Linia chce zainstalowania tam systemu ILS pozwalającego na lądowania przy kiepskiej pogodzie. Domaga się też rozpoczęcia rozmów o odszkodowaniu za okres, gdy musiała powrócić ze swoimi lotami na warszawski lotnisko im. Chopina.
- Wizzair nie dostanie od nas żadnego odszkodowania - mówi Edyta Mikołajczyk z Portu Lotniczego Modlin. Przewoźnik zapowiedział, że jeśli nie dostanie wielomilionowej rekompensaty za to, że przez pół roku nie mógł korzystać z portu, to zostanie na Lotnisku Chopina w Warszawie.

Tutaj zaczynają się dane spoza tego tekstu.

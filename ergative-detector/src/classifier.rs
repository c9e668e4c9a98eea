use crate::error::DetectError;
use crate::markers::MarkerForms;
use crate::patterns::check_pattern;
use crate::token::Sentence;

/// Case-marking pattern of a sentence.
#[derive(
    Copy,
    Clone,
    Debug,
    serde::Serialize,
    serde::Deserialize,
    Hash,
    Eq,
    PartialEq,
    Ord,
    PartialOrd,
)]
pub enum CaseLabel {
    /// Volitional: ergative subject of a perfective transitive verb
    #[serde(rename = "VOL")]
    Vol,
    /// Non-volitional (accidental)
    #[serde(rename = "NVOL")]
    Nvol,
    /// Neither pattern was confirmed
    #[serde(rename = "OTHER")]
    Other,
}

impl CaseLabel {
    pub const ALL: [CaseLabel; 3] = [CaseLabel::Vol, CaseLabel::Nvol, CaseLabel::Other];

    pub fn as_str(&self) -> &'static str {
        match self {
            CaseLabel::Vol => "VOL",
            CaseLabel::Nvol => "NVOL",
            CaseLabel::Other => "OTHER",
        }
    }
}

impl std::fmt::Display for CaseLabel {
    fn fmt(&self, f: &mut std::fmt::Formatter<'_>) -> std::fmt::Result {
        write!(f, "{}", self.as_str())
    }
}

#[derive(Debug, Clone, thiserror::Error, PartialEq, Eq)]
#[error("unknown case label '{0}', expected VOL, NVOL or OTHER")]
pub struct ParseCaseLabelError(pub String);

impl std::str::FromStr for CaseLabel {
    type Err = ParseCaseLabelError;

    fn from_str(s: &str) -> Result<Self, Self::Err> {
        match s {
            "VOL" => Ok(CaseLabel::Vol),
            "NVOL" => Ok(CaseLabel::Nvol),
            "OTHER" => Ok(CaseLabel::Other),
            _ => Err(ParseCaseLabelError(s.to_string())),
        }
    }
}

/// Anything that can assign a case label to a parsed sentence.
pub trait CaseClassifier {
    fn classify(&self, sentence: &Sentence) -> Result<CaseLabel, DetectError>;
}

/// Rule-based Urdu ergative detector: marker scan, then structural check.
#[derive(Clone, Debug, Default)]
pub struct ErgativeDetector {
    forms: MarkerForms,
}

impl ErgativeDetector {
    pub fn new() -> Self {
        Self::default()
    }

    /// Use different surface forms for the volitional and non-volitional postpositions.
    pub fn with_markers(volitional: impl Into<String>, non_volitional: impl Into<String>) -> Self {
        Self {
            forms: MarkerForms {
                volitional: volitional.into(),
                non_volitional: non_volitional.into(),
            },
        }
    }

    /// Label a sentence. A sentence without any marker is `OTHER` straight away.
    pub fn detect_case(&self, sentence: &Sentence) -> Result<CaseLabel, DetectError> {
        let markers = self.forms.scan_markers(sentence)?;
        if markers.is_empty() {
            log::trace!("no case marker in '{}'", sentence.text);
            return Ok(CaseLabel::Other);
        }

        log::debug!("markers {markers:?} in '{}'", sentence.text);
        let case = check_pattern(sentence, &markers)?;
        assert!(
            CaseLabel::ALL.contains(&case),
            "classifier produced {case:?}"
        );
        Ok(case)
    }
}

impl CaseClassifier for ErgativeDetector {
    fn classify(&self, sentence: &Sentence) -> Result<CaseLabel, DetectError> {
        self.detect_case(sentence)
    }
}
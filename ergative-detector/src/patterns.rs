//! Structural verification of a marker found by the first pass.
//!
//! Urdu is split-ergative: the subject of a perfective transitive verb takes
//! the ergative postposition and the verb agrees with its object instead. A
//! `نے` marker is only trusted when the parse shows that configuration. A `سے`
//! marker is trusted when some non-perfective verb has a nominative subject or
//! an oblique argument with something attached to it.

use crate::classifier::CaseLabel;
use crate::error::{DetectError, FeatureFormatError};
use crate::features::{get_features, keys};
use crate::markers::Marker;
use crate::token::{Sentence, Token};
use crate::tree::ChildIndex;

/// The node verb-level rules apply to. A compound-verb component is
/// analysed through its head.
pub fn effective_verb_id(token: &Token) -> usize {
    if token.deprel.contains("compound") {
        token.head
    } else {
        token.id
    }
}

/// Route the sentence to one structural check based on the markers seen.
///
/// A volitional marker always wins: when both kinds are present only the
/// ergative pattern is tried.
pub fn check_pattern(sentence: &Sentence, markers: &[Marker]) -> Result<CaseLabel, DetectError> {
    let has_vol = markers.contains(&Marker::Volitional);
    let has_nvol = markers.contains(&Marker::NonVolitional);
    if !has_vol && !has_nvol {
        return Ok(CaseLabel::Other);
    }

    let index = ChildIndex::build(sentence)?;

    if has_vol {
        let label = ergative_pattern(sentence, &index)?;
        assert!(
            matches!(label, CaseLabel::Vol | CaseLabel::Other),
            "ergative pattern produced {label}"
        );
        return Ok(label);
    }

    let label = absolutive_pattern(sentence, &index)?;
    assert!(
        matches!(label, CaseLabel::Nvol | CaseLabel::Other),
        "absolutive pattern produced {label}"
    );
    Ok(label)
}

/// Look for a perfective (or infinitival) verb whose subject is not
/// nominative and whose object, if any, agrees with it.
///
/// A subject with no `Case` feature at all counts as non-nominative.
pub fn ergative_pattern(
    sentence: &Sentence,
    index: &ChildIndex<'_>,
) -> Result<CaseLabel, FeatureFormatError> {
    for word in sentence.iter_words() {
        if !word.upos.contains("VERB") || !word.has_feats() {
            continue;
        }
        let verb_feats = get_features(word)?;
        let infinitive = verb_feats.has(keys::VERB_FORM, "Inf");
        if !verb_feats.has(keys::ASPECT, "Perf") && !infinitive {
            continue;
        }

        let verb_id = effective_verb_id(word);
        let mut subject_found = false;
        let mut object_found = false;
        let mut object_agreement = false;

        for child in index.children_of(verb_id) {
            // modal: infinitive governed by an auxiliary
            if infinitive && child.upos.contains("AUX") {
                log::debug!(
                    "verb {} is an infinitive with auxiliary {}: VOL",
                    word.id,
                    child.id
                );
                return Ok(CaseLabel::Vol);
            }

            let is_subject = child.deprel.contains("nsubj");
            let is_object = child.deprel.contains("obj");
            if !is_subject && !is_object {
                continue;
            }
            let child_feats = get_features(child)?;

            let case = child_feats.value_or_empty(keys::CASE);
            if is_subject && (case.contains("Acc") || !case.contains("Nom")) {
                subject_found = true;
            }

            if is_object {
                object_found = true;
                if verb_feats.get(keys::GENDER) == child_feats.get(keys::GENDER)
                    && verb_feats.get(keys::NUMBER) == child_feats.get(keys::NUMBER)
                {
                    object_agreement = true;
                }
            }
        }

        log::trace!(
            "verb {} (node {verb_id}): subject={subject_found} object={object_found} agreement={object_agreement}",
            word.id
        );
        if subject_found && (object_agreement || !object_found) {
            log::debug!("verb {} shows the ergative pattern: VOL", word.id);
            return Ok(CaseLabel::Vol);
        }
    }

    Ok(CaseLabel::Other)
}

/// Look for a non-perfective verb with a nominative subject, or with an
/// oblique argument that has its own dependents. The first hit decides.
pub fn absolutive_pattern(
    sentence: &Sentence,
    index: &ChildIndex<'_>,
) -> Result<CaseLabel, FeatureFormatError> {
    for word in sentence.iter_words() {
        if !word.upos.contains("VERB") || !word.has_feats() {
            continue;
        }
        if get_features(word)?.has(keys::ASPECT, "Perf") {
            continue;
        }

        let verb_id = effective_verb_id(word);
        for child in index.children_of(verb_id) {
            if child.deprel.contains("nsubj")
                && get_features(child)?
                    .value_or_empty(keys::CASE)
                    .contains("Nom")
            {
                log::debug!(
                    "verb {} has nominative subject {}: NVOL",
                    word.id,
                    child.id
                );
                return Ok(CaseLabel::Nvol);
            }

            if child.deprel.contains("obl") && index.has_children(child.id) {
                log::debug!(
                    "verb {} has oblique {} with attached dependents: NVOL",
                    word.id,
                    child.id
                );
                return Ok(CaseLabel::Nvol);
            }
        }
    }

    Ok(CaseLabel::Other)
}
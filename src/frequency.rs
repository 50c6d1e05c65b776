//! Per-document raw counts and relative frequencies.

use clap::ValueEnum;

use crate::docterms::DocTermRecord;
use crate::table::WordTable;

/// How a raw count is turned into a relative frequency.
#[derive(Debug, Clone, Copy, PartialEq, Eq, Default, ValueEnum)]
pub enum Normalization {
    /// count / words seen so far in the whole scan, this document included.
    ///
    /// Later documents get systematically smaller values. This matches the
    /// tables produced by the existing notebooks and stays the default so old
    /// and new results remain comparable.
    #[default]
    #[value(name = "cumulative")]
    Cumulative,
    /// count / words in this document.
    #[value(name = "document")]
    DocumentLength,
}

/// The two parallel tables built from one corpus. Rows are words in
/// first-seen order, columns are documents in file order.
#[derive(Debug, Clone, PartialEq)]
pub struct FrequencyTables {
    pub relative: WordTable<f64>,
    pub raw: WordTable<u64>,
}

/// Denominator for every document, in corpus order.
pub fn denominators(records: &[DocTermRecord], normalization: Normalization) -> Vec<u64> {
    let mut running = 0u64;
    records
        .iter()
        .map(|r| {
            let len = r.words.len() as u64;
            match normalization {
                Normalization::Cumulative => {
                    running += len;
                    running
                }
                Normalization::DocumentLength => len,
            }
        })
        .collect()
}

/// Builds the raw-count and relative-frequency tables for one corpus.
///
/// # Example
/// ```
/// use corpus_compare::{DocTermRecord, Normalization, build_frequency_tables};
/// let docs = vec![
///     DocTermRecord::new("d1", &["cat", "cat", "dog"]),
///     DocTermRecord::new("d2", &["dog"]),
/// ];
/// let t = build_frequency_tables(&docs, Normalization::Cumulative);
/// assert_eq!(t.raw.row("cat"), Some(&[2, 0][..]));
/// // d2 is normalized against 3 + 1 words, not its own length.
/// assert_eq!(t.relative.row("dog"), Some(&[1.0 / 3.0, 0.25][..]));
/// ```
pub fn build_frequency_tables(
    records: &[DocTermRecord],
    normalization: Normalization,
) -> FrequencyTables {
    let documents = records.iter().map(|r| r.name.clone()).collect();
    let mut raw: WordTable<u64> = WordTable::new(documents);
    for (d, record) in records.iter().enumerate() {
        for word in &record.words {
            let row = raw.row_index_or_insert(word);
            *raw.cell_mut(row, d) += 1;
        }
    }

    let denom = denominators(records, normalization);
    let relative = raw.map_cells(|_, d, count| {
        if count == 0 {
            0.0
        } else {
            count as f64 / denom[d] as f64
        }
    });
    FrequencyTables { relative, raw }
}
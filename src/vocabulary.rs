//! Threshold filtering and the shared vocabulary of two corpora.

use std::collections::BTreeSet;

use crate::aggregate::CorpusTable;
use crate::events::{Event, Reporter};

/// Words compared by the rank-sum test: the union of both corpora's
/// retained words. Iterates in sorted order so persisted lists are stable.
#[derive(Debug, Clone, Default, PartialEq, Eq)]
pub struct Vocabulary {
    words: BTreeSet<String>,
}

impl Vocabulary {
    pub fn len(&self) -> usize {
        self.words.len()
    }

    pub fn is_empty(&self) -> bool {
        self.words.is_empty()
    }

    pub fn contains(&self, word: &str) -> bool {
        self.words.contains(word)
    }

    pub fn iter(&self) -> impl Iterator<Item = &str> + '_ {
        self.words.iter().map(String::as_str)
    }
}

impl<S: Into<String>> FromIterator<S> for Vocabulary {
    fn from_iter<I: IntoIterator<Item = S>>(iter: I) -> Self {
        Self {
            words: iter.into_iter().map(Into::into).collect(),
        }
    }
}

/// Keeps the words whose `total_count >= threshold` (everything when
/// `threshold` is `None`).
///
/// The relative table is restricted to the same words as the raw table, so
/// both describe exactly this corpus' retained vocabulary.
pub fn filter_corpus(corpus: &CorpusTable, threshold: Option<u64>) -> CorpusTable {
    let Some(threshold) = threshold else {
        return corpus.clone();
    };
    let rows: Vec<usize> = (0..corpus.raw.len())
        .filter(|&i| corpus.raw.totals[i] >= threshold)
        .collect();
    let raw = corpus.raw.select_rows(&rows);
    let relative = corpus.relative.filter_words(|w| raw.counts.contains(w));
    CorpusTable {
        label: corpus.label.clone(),
        relative,
        raw,
    }
}

/// Output of [`match_vocabulary`].
#[derive(Debug, Clone, PartialEq)]
pub struct MatchedCorpora {
    pub c1: CorpusTable,
    pub c2: CorpusTable,
    pub vocabulary: Vocabulary,
}

/// Filters both corpora and takes the union of what survives.
///
/// A word kept by only one side stays in the vocabulary; the report treats it
/// as absent (all zeros) on the other side.
pub fn match_vocabulary(
    c1: &CorpusTable,
    c2: &CorpusTable,
    threshold: Option<u64>,
    reporter: &mut dyn Reporter,
) -> MatchedCorpora {
    let c1 = filter_corpus(c1, threshold);
    let c2 = filter_corpus(c2, threshold);
    for c in [&c1, &c2] {
        reporter.report(Event::VocabularyFiltered {
            label: c.label.clone(),
            threshold,
            retained: c.relative.len(),
        });
    }

    let vocabulary: Vocabulary = c1
        .relative
        .words()
        .iter()
        .chain(c2.relative.words())
        .cloned()
        .collect();
    reporter.report(Event::VocabularyMatched {
        words: vocabulary.len(),
    });
    MatchedCorpora { c1, c2, vocabulary }
}
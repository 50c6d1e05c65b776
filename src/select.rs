//! Subsetting a document-term file, by a list of filenames or at random.

use std::collections::HashSet;
use std::io::BufRead;
use std::path::Path;

use log::warn;
use rand::Rng;
use rand::seq::index;

use crate::error::{CompareError, Result};
use crate::events::{Event, Reporter};
use crate::table_io::{open_input, read_word_list, write_atomically};

/// Copies every line of `docterms` whose filename is listed in `filenames`
/// into `output`, keeping the original line order and content.
///
/// Returns the number of lines written.
pub fn select_documents(
    filenames: &Path,
    docterms: &Path,
    output: &Path,
    reporter: &mut dyn Reporter,
) -> Result<usize> {
    let wanted: HashSet<String> = read_word_list(filenames)?.collect::<Result<_>>()?;
    let reader = open_input(docterms)?;

    let mut found: HashSet<String> = HashSet::new();
    write_atomically(output, |out| {
        for line in reader.lines() {
            let line = line?;
            let Some(name) = line.split_whitespace().next() else {
                continue;
            };
            if wanted.contains(name) {
                found.insert(name.to_owned());
                writeln!(out, "{line}")?;
            }
        }
        Ok(())
    })?;

    let missing = wanted.len() - found.len();
    if missing > 0 {
        warn!(
            "{missing} listed filenames not found in {}",
            docterms.display()
        );
    }
    let selected = found.len();
    reporter.report(Event::DocumentsSelected {
        requested: wanted.len(),
        selected,
        path: output.to_path_buf(),
    });
    Ok(selected)
}

/// Copies `count` documents of `docterms`, chosen uniformly at random
/// without replacement, into `output`. Chosen lines keep their file order.
/// Blank lines are not documents.
///
/// Returns the number of lines written.
pub fn sample_documents<R: Rng + ?Sized>(
    docterms: &Path,
    count: usize,
    output: &Path,
    rng: &mut R,
    reporter: &mut dyn Reporter,
) -> Result<usize> {
    let mut documents = Vec::new();
    for line in open_input(docterms)?.lines() {
        let line = line?;
        if !line.trim().is_empty() {
            documents.push(line);
        }
    }
    if count > documents.len() {
        return Err(CompareError::SampleTooLarge {
            requested: count,
            available: documents.len(),
        });
    }

    let mut chosen = index::sample(rng, documents.len(), count).into_vec();
    chosen.sort_unstable();
    write_atomically(output, |out| {
        for &i in &chosen {
            writeln!(out, "{}", documents[i])?;
        }
        Ok(())
    })?;

    reporter.report(Event::DocumentsSelected {
        requested: count,
        selected: chosen.len(),
        path: output.to_path_buf(),
    });
    Ok(chosen.len())
}
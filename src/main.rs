#![forbid(unsafe_code)]
//! # corpus_compare CLI
//!
//! Command-line interface for the `corpus_compare` crate. It compares word
//! frequencies between two document-term files and writes a CSV report with a
//! Wilcoxon rank-sum test for every word.
//!
//! ## Example
//! ```bash
//! corpus_compare compare c1_bags.txt c2_bags.txt --out results --threshold 5
//! corpus_compare test --out results --results results/rerun.csv
//! ```
//!
//! See `--help` for all available options.

use std::io;
use std::path::{Path, PathBuf};
use std::process;

use clap::{ArgGroup, Args, Parser, Subcommand, ValueEnum};
use corpus_compare::{
    CompareOptions, JsonLinesReporter, LogReporter, Normalization, Reporter, WorkspacePaths,
    prepare_comparison, run_significance_test, sample_documents, select_documents,
};
use env_logger::Env;
use log::error;
use rand::SeedableRng;
use rand::rngs::StdRng;

#[derive(Parser)]
#[command(author, version, about)]
struct Cli {
    /// How progress and summary events are rendered
    #[arg(long, global = true, default_value = "log")]
    events: EventFormat,

    #[command(subcommand)]
    command: Command,
}

#[derive(Clone, Copy, ValueEnum)]
enum EventFormat {
    /// Log lines on stderr (level controlled by RUST_LOG)
    Log,
    /// One JSON object per event on stdout
    Json,
}

#[derive(Subcommand)]
enum Command {
    /// Build, filter and save the frequency tables and the vocabulary list
    Prepare(PrepareArgs),
    /// Run the rank-sum test on previously saved tables
    Test(TestArgs),
    /// `prepare` followed by `test`
    Compare {
        #[command(flatten)]
        prepare: PrepareArgs,

        /// Results CSV (default: <out>/results.csv)
        #[arg(long)]
        results: Option<PathBuf>,
    },
    /// Copy listed or randomly chosen documents into a new document-term file
    Select(SelectArgs),
}

#[derive(Args)]
struct PrepareArgs {
    /// Document-term file of the first corpus
    c1: PathBuf,

    /// Document-term file of the second corpus
    c2: PathBuf,

    /// Directory for the saved tables, vocabulary and results
    #[arg(long)]
    out: PathBuf,

    /// Keep only words occurring at least this many times in a corpus
    #[arg(long)]
    threshold: Option<u64>,

    /// Denominator of relative frequencies
    #[arg(long, value_enum, default_value_t = Normalization::Cumulative)]
    normalize: Normalization,
}

impl PrepareArgs {
    fn options(&self) -> CompareOptions {
        CompareOptions {
            threshold: self.threshold,
            normalization: self.normalize,
        }
    }
}

#[derive(Args)]
struct TestArgs {
    /// Directory holding the saved tables and vocabulary
    #[arg(long)]
    out: PathBuf,

    /// Results CSV (default: <out>/results.csv)
    #[arg(long)]
    results: Option<PathBuf>,
}

#[derive(Args)]
#[command(group(ArgGroup::new("selection").required(true).args(["list", "sample"])))]
struct SelectArgs {
    /// Full document-term file
    docterms: PathBuf,

    /// Where to write the selected documents
    output: PathBuf,

    /// Keep the filenames in this file, one per line
    #[arg(long)]
    list: Option<PathBuf>,

    /// Keep this many documents chosen at random
    #[arg(long)]
    sample: Option<usize>,

    /// Seed for `--sample`, for a reproducible selection
    #[arg(long, requires = "sample")]
    seed: Option<u64>,
}

fn select(args: &SelectArgs, reporter: &mut dyn Reporter) -> corpus_compare::Result<usize> {
    match (&args.list, args.sample) {
        (Some(list), _) => select_documents(list, &args.docterms, &args.output, reporter),
        (None, Some(count)) => {
            let mut rng = match args.seed {
                Some(seed) => StdRng::seed_from_u64(seed),
                None => StdRng::from_os_rng(),
            };
            sample_documents(&args.docterms, count, &args.output, &mut rng, reporter)
        }
        (None, None) => unreachable!("clap requires --list or --sample"),
    }
}

fn workspace(out: &Path, results: Option<PathBuf>) -> WorkspacePaths {
    let paths = WorkspacePaths::in_dir(out);
    match results {
        Some(r) => paths.with_results(r),
        None => paths,
    }
}

fn run(command: Command, reporter: &mut dyn Reporter) -> corpus_compare::Result<()> {
    match command {
        Command::Prepare(args) => {
            let paths = workspace(&args.out, None);
            prepare_comparison(&args.c1, &args.c2, &paths, &args.options(), reporter)?;
        }
        Command::Test(args) => {
            let paths = workspace(&args.out, args.results);
            run_significance_test(&paths, reporter)?;
        }
        Command::Compare { prepare, results } => {
            let paths = workspace(&prepare.out, results);
            prepare_comparison(&prepare.c1, &prepare.c2, &paths, &prepare.options(), reporter)?;
            run_significance_test(&paths, reporter)?;
        }
        Command::Select(args) => {
            select(&args, reporter)?;
        }
    }
    Ok(())
}

fn main() {
    env_logger::Builder::from_env(Env::default().default_filter_or("info")).init();
    let cli = Cli::parse();

    let mut reporter: Box<dyn Reporter> = match cli.events {
        EventFormat::Log => Box::new(LogReporter),
        EventFormat::Json => Box::new(JsonLinesReporter::new(io::stdout())),
    };

    if let Err(e) = run(cli.command, reporter.as_mut()) {
        error!("Error: {}", e);
        process::exit(1);
    }
}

Edyta MIkołajczyk przekonuje, że to tylko element negocjacji, a pieniędzy nie da, bo nie może. - Lotnisko nawet gdyby chciało przekazać, to nie mogłoby takich pieniędzy przekazać, ponieważ prawo zabrania tego typu działalności - tłumaczy. Jej zdaniem, przewoźnik wie, że nie ma żadnych podstaw prawnych, aby domagać się odszkodowania.
Wizzair postawił lotnisku jeszcze jeden warunek - radiowy system nawigacyjny wspomagający lądowanie samolotu w warunkach ograniczonej widoczności (ILS).Ten już jest w fazie testu. Oficjalnie samoloty będą mogły z niego korzystać jesienią.
W grudniu zeszłego roku, gdy okazało się, że pas startowy w Modlinie jest uszkodzony, Wizzair musiał przekierować cały swój ruch do i ze stolicy na lotnisko na Okęciu. Wcześniej przeniósł się z niego do Modlina zachęcony niższymi opłatami. Jednak od początku problemem było uzależnienie od dobrej pogody przy operowaniu z lotniska, spowodowane brakiem ILS-u i położeniem geograficznym portu.